* [What this task involves]:
Pick every line from the data below that contains the string "AudioEngine" and copy it.

* [Given entries]:

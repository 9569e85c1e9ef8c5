use std::fmt;
use std::sync::atomic::{AtomicU64, Ordering};

use serde::{Deserialize, Serialize};

use crate::processing::processor::{AmplifyProcessor, BypassProcessor, SampleProcessor};

/// Gain applied by `start_amplification` unless the config overrides it.
pub const DEFAULT_AMPLIFICATION_GAIN: f32 = 2.0;

/// Processing applied to every captured block.
#[derive(Debug, Clone, Copy, Default, PartialEq, Serialize, Deserialize)]
#[serde(tag = "mode", rename_all = "lowercase")]
pub enum ProcessingMode {
    #[default]
    Bypass,
    Amplify { gain: f32 },
}

impl ProcessingMode {
    pub fn amplify(gain: f32) -> Self {
        Self::Amplify { gain }
    }

    pub fn is_bypass(&self) -> bool {
        matches!(self, Self::Bypass)
    }

    pub fn gain(&self) -> f32 {
        match self {
            Self::Bypass => 1.0,
            Self::Amplify { gain } => *gain,
        }
    }

    /// Run this mode's processor over `block` in place.
    #[inline]
    pub fn process(&self, block: &mut [i16]) {
        match *self {
            Self::Bypass => BypassProcessor.process(block),
            Self::Amplify { gain } => AmplifyProcessor::new(gain).process(block),
        }
    }

    // Packed as [tag:32 | gain bits:32] so a single atomic load yields a whole mode.
    fn to_bits(self) -> u64 {
        match self {
            Self::Bypass => 0,
            Self::Amplify { gain } => (1u64 << 32) | gain.to_bits() as u64,
        }
    }

    fn from_bits(bits: u64) -> Self {
        match bits >> 32 {
            0 => Self::Bypass,
            _ => Self::Amplify {
                gain: f32::from_bits(bits as u32),
            },
        }
    }
}

impl fmt::Display for ProcessingMode {
    fn fmt(&self, f: &mut fmt::Formatter<'_>) -> fmt::Result {
        match self {
            Self::Bypass => write!(f, "bypass"),
            Self::Amplify { gain } => write!(f, "amplify x{}", gain),
        }
    }
}

/// Lock-free cell holding the active `ProcessingMode`.
///
/// The control thread stores, the callback thread loads once per block.
#[derive(Debug)]
pub struct AtomicMode(AtomicU64);

impl AtomicMode {
    pub fn new(mode: ProcessingMode) -> Self {
        Self(AtomicU64::new(mode.to_bits()))
    }

    #[inline]
    pub fn load(&self) -> ProcessingMode {
        ProcessingMode::from_bits(self.0.load(Ordering::Acquire))
    }

    pub fn store(&self, mode: ProcessingMode) {
        self.0.store(mode.to_bits(), Ordering::Release);
    }

    /// Store `mode` and return the previous one.
    pub fn swap(&self, mode: ProcessingMode) -> ProcessingMode {
        ProcessingMode::from_bits(self.0.swap(mode.to_bits(), Ordering::AcqRel))
    }
}

impl Default for AtomicMode {
    fn default() -> Self {
        Self::new(ProcessingMode::Bypass)
    }
}
use thiserror::Error;

use super::state::SessionState;

/// Errors surfaced by the voice processing core.
///
/// Nothing here is ever raised on the real-time callback thread; callback
/// failures degrade into diagnostics counters instead.
#[derive(Debug, Error, Clone, PartialEq)]
pub enum EngineError {
    #[error("device not available: {0}")]
    DeviceUnavailable(String),

    #[error("configuration unsupported: {0}")]
    ConfigurationUnsupported(String),

    #[error("invalid configuration: {0}")]
    InvalidConfiguration(String),

    #[error("`{operation}` is not valid in state {state}")]
    InvalidStateTransition {
        operation: &'static str,
        state: SessionState,
    },

    #[error("stream failed: {0}")]
    StreamFailed(String),
}

impl EngineError {
    pub(crate) fn invalid_state(operation: &'static str, state: &SessionState) -> Self {
        Self::InvalidStateTransition {
            operation,
            state: state.clone(),
        }
    }

    pub fn is_invalid_state(&self) -> bool {
        matches!(self, Self::InvalidStateTransition { .. })
    }
}
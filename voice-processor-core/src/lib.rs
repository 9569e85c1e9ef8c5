//! # voice-processor-core
//!
//! Platform-agnostic real-time voice processing core.
//!
//! Captures microphone blocks from an [`AudioDevice`], runs them through the
//! selected processing mode (passthrough or saturating fixed gain) on the
//! device's callback thread, and accumulates the result for export once the
//! stream stops. Host backends (cpal) implement `AudioDevice` and plug into
//! the generic [`SessionController`].
//!
//! ## Architecture
//!
//! ```text
//! voice-processor-core (this crate)
//! ├── traits/       ← AudioDevice, OutputDevice, StreamCallbacks, SessionObserver
//! ├── models/       ← EngineError, SessionState, StreamConfig, ProcessingMode, Recording
//! ├── processing/   ← SampleProcessor, CaptureBuffer, ToneBurst, WAV encoding
//! ├── session/      ← SessionController (state machine), AudioEngine (real-time side), CallbackGate
//! └── devices/      ← VirtualDevice, VirtualOutput (host-free devices for tests and simulation)
//! ```
//!
//! ## Data flow
//!
//! ```text
//! [AudioDevice callback] → [ProcessingMode::process] → [CaptureBuffer]
//!          ↑                        ↑                         ↓
//!   start/stop/close          AtomicMode swap          drain after stop
//!          └──────────── SessionController ──────────────────┘
//!
//! [OutputDevice render] ← [SignalSource] → [reference CaptureBuffer]
//! ```
//!
//! The reference output is optional. When attached, the signal it plays is
//! recorded next to the microphone so the two can be exported as stereo.

pub mod devices;
pub mod models;
pub mod processing;
pub mod session;
pub mod traits;

// Re-export key types at crate root for convenience.
pub use devices::virtual_device::{VirtualDevice, VirtualDeviceHandle};
pub use devices::virtual_output::{VirtualOutput, VirtualOutputHandle};
pub use models::config::{ActualConfig, OutputConfig, SampleFormat, StreamConfig};
pub use models::device::{DeviceInfo, DeviceKind};
pub use models::diagnostics::StreamDiagnostics;
pub use models::error::EngineError;
pub use models::mode::{ProcessingMode, DEFAULT_AMPLIFICATION_GAIN};
pub use models::recording::{Recording, RecordingMetadata, ReferenceTrack};
pub use models::state::SessionState;
pub use processing::capture_buffer::CaptureBuffer;
pub use processing::processor::{AmplifyProcessor, BypassProcessor, SampleProcessor};
pub use processing::tone::{ConstantSource, SignalSource, ToneBurst};
pub use session::controller::SessionController;
pub use session::engine::AudioEngine;
pub use traits::audio_device::{AudioDevice, BlockCallback, EventCallback, StreamCallbacks, StreamEvent};
pub use traits::output_device::{OutputDevice, RenderCallback};
pub use traits::session_observer::SessionObserver;
/// Samples per storage chunk (~1 s of 16 kHz mono).
pub const DEFAULT_CHUNK_SAMPLES: usize = 16 * 1024;

/// Append-only capture store for processed samples.
///
/// Storage is a list of fixed-size chunks reserved up front by `reset`.
/// `append` runs on the real-time thread: while the reservation lasts it only
/// copies, and past it each new chunk is one bounded allocation. Filled
/// chunks are never moved or copied again.
///
/// Not synchronized itself: the owner wraps it in a `parking_lot::Mutex`,
/// and the callback side should only ever `try_lock`.
#[derive(Debug)]
pub struct CaptureBuffer {
    chunks: Vec<Box<[i16]>>,
    chunk_size: usize,
    len: usize,
    limit: Option<usize>,
    dropped: u64,
}

impl CaptureBuffer {
    pub fn new() -> Self {
        Self::with_chunk_size(DEFAULT_CHUNK_SAMPLES)
    }

    pub fn with_chunk_size(chunk_size: usize) -> Self {
        Self {
            chunks: Vec::new(),
            chunk_size: chunk_size.max(1),
            len: 0,
            limit: None,
            dropped: 0,
        }
    }

    /// Clear recorded data, set the sample cap and reserve storage.
    ///
    /// Existing chunks are reused. Only called while no stream is running.
    pub fn reset(&mut self, reserve_samples: usize, limit: Option<usize>) {
        self.len = 0;
        self.dropped = 0;
        self.limit = limit;

        let reserve = limit.map_or(reserve_samples, |l| reserve_samples.min(l));
        let needed = reserve.div_ceil(self.chunk_size);
        // Room in the chunk table for growth, so pushing a chunk is pointer-sized work.
        self.chunks.reserve(needed.max(16) * 4);
        while self.chunks.len() < needed {
            self.chunks.push(self.new_chunk());
        }
    }

    /// Append a processed block. Returns how many samples were accepted;
    /// the rest (past the cap) are counted as dropped.
    pub fn append(&mut self, block: &[i16]) -> usize {
        let room = self.limit.map_or(usize::MAX, |l| l.saturating_sub(self.len));
        let accepted = block.len().min(room);

        let mut remaining = &block[..accepted];
        while !remaining.is_empty() {
            let index = self.len / self.chunk_size;
            let offset = self.len % self.chunk_size;
            if index == self.chunks.len() {
                let chunk = self.new_chunk();
                self.chunks.push(chunk);
            }

            let n = (self.chunk_size - offset).min(remaining.len());
            self.chunks[index][offset..offset + n].copy_from_slice(&remaining[..n]);
            self.len += n;
            remaining = &remaining[n..];
        }

        self.dropped += (block.len() - accepted) as u64;
        accepted
    }

    /// Copy out the full recorded sequence without consuming it.
    pub fn to_vec(&self) -> Vec<i16> {
        let mut out = Vec::with_capacity(self.len);
        let mut remaining = self.len;
        for chunk in &self.chunks {
            if remaining == 0 {
                break;
            }
            let n = remaining.min(self.chunk_size);
            out.extend_from_slice(&chunk[..n]);
            remaining -= n;
        }
        out
    }

    /// Take the full recorded sequence, leaving the buffer empty.
    ///
    /// Chunks stay allocated for the next session.
    pub fn drain(&mut self) -> Vec<i16> {
        let out = self.to_vec();
        self.len = 0;
        out
    }

    pub fn len(&self) -> usize {
        self.len
    }

    pub fn is_empty(&self) -> bool {
        self.len == 0
    }

    /// Samples that fit without allocating.
    pub fn capacity(&self) -> usize {
        self.chunks.len() * self.chunk_size
    }

    pub fn dropped_samples(&self) -> u64 {
        self.dropped
    }

    pub fn limit(&self) -> Option<usize> {
        self.limit
    }

    pub fn is_full(&self) -> bool {
        self.limit.is_some_and(|l| self.len >= l)
    }

    fn new_chunk(&self) -> Box<[i16]> {
        vec![0i16; self.chunk_size].into_boxed_slice()
    }
}

impl Default for CaptureBuffer {
    fn default() -> Self {
        Self::new()
    }
}

#[cfg(test)]
mod tests {
    use super::*;

    #[test]
    fn append_then_drain_preserves_order() {
        let mut buf = CaptureBuffer::with_chunk_size(4);
        buf.reset(8, None);

        buf.append(&[1, 2, 3]);
        buf.append(&[4, 5, 6, 7]);

        assert_eq!(buf.len(), 7);
        assert_eq!(buf.drain(), vec![1, 2, 3, 4, 5, 6, 7]);
        assert!(buf.is_empty());
    }

    #[test]
    fn n_blocks_yield_n_times_b_samples() {
        let mut buf = CaptureBuffer::with_chunk_size(100);
        buf.reset(1000, None);

        for i in 0..250 {
            let block = [i as i16; 48];
            assert_eq!(buf.append(&block), 48);
        }

        let data = buf.to_vec();
        assert_eq!(data.len(), 250 * 48);
        assert_eq!(data[47], 0);
        assert_eq!(data[48], 1);
        assert_eq!(data[data.len() - 1], 249);
    }

    #[test]
    fn grows_past_reservation_without_losing_data() {
        let mut buf = CaptureBuffer::with_chunk_size(4);
        buf.reset(4, None);
        assert_eq!(buf.capacity(), 4);

        let samples: Vec<i16> = (0..10).collect();
        buf.append(&samples);

        assert_eq!(buf.capacity(), 12);
        assert_eq!(buf.to_vec(), samples);
        assert_eq!(buf.dropped_samples(), 0);
    }

    #[test]
    fn limit_drops_excess_samples() {
        let mut buf = CaptureBuffer::with_chunk_size(4);
        buf.reset(100, Some(5));
        assert_eq!(buf.capacity(), 8); // reservation clamped to the limit

        assert_eq!(buf.append(&[1, 2, 3]), 3);
        assert_eq!(buf.append(&[4, 5, 6]), 2);
        assert_eq!(buf.append(&[7]), 0);

        assert!(buf.is_full());
        assert_eq!(buf.dropped_samples(), 2);
        assert_eq!(buf.to_vec(), vec![1, 2, 3, 4, 5]);
    }

    #[test]
    fn to_vec_is_repeatable() {
        let mut buf = CaptureBuffer::with_chunk_size(3);
        buf.reset(0, None);
        buf.append(&[9, 8, 7, 6, 5]);

        assert_eq!(buf.to_vec(), buf.to_vec());
        assert_eq!(buf.len(), 5);
    }

    #[test]
    fn reset_clears_and_reuses_chunks() {
        let mut buf = CaptureBuffer::with_chunk_size(4);
        buf.reset(0, Some(2));
        buf.append(&[1, 2, 3, 4, 5, 6]);
        assert_eq!(buf.dropped_samples(), 4);

        buf.reset(8, None);
        assert!(buf.is_empty());
        assert_eq!(buf.dropped_samples(), 0);
        assert_eq!(buf.limit(), None);
        assert_eq!(buf.capacity(), 8);
        assert!(buf.to_vec().is_empty());
    }

    #[test]
    fn empty_operations() {
        let mut buf = CaptureBuffer::new();
        assert!(buf.is_empty());
        assert_eq!(buf.append(&[]), 0);
        assert!(buf.drain().is_empty());
        assert!(!buf.is_full());
    }
}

* [Result of this exercise]:
//! ├── session/      ← SessionController (state machine), AudioEngine (real-time side), CallbackGate
pub use session::engine::AudioEngine;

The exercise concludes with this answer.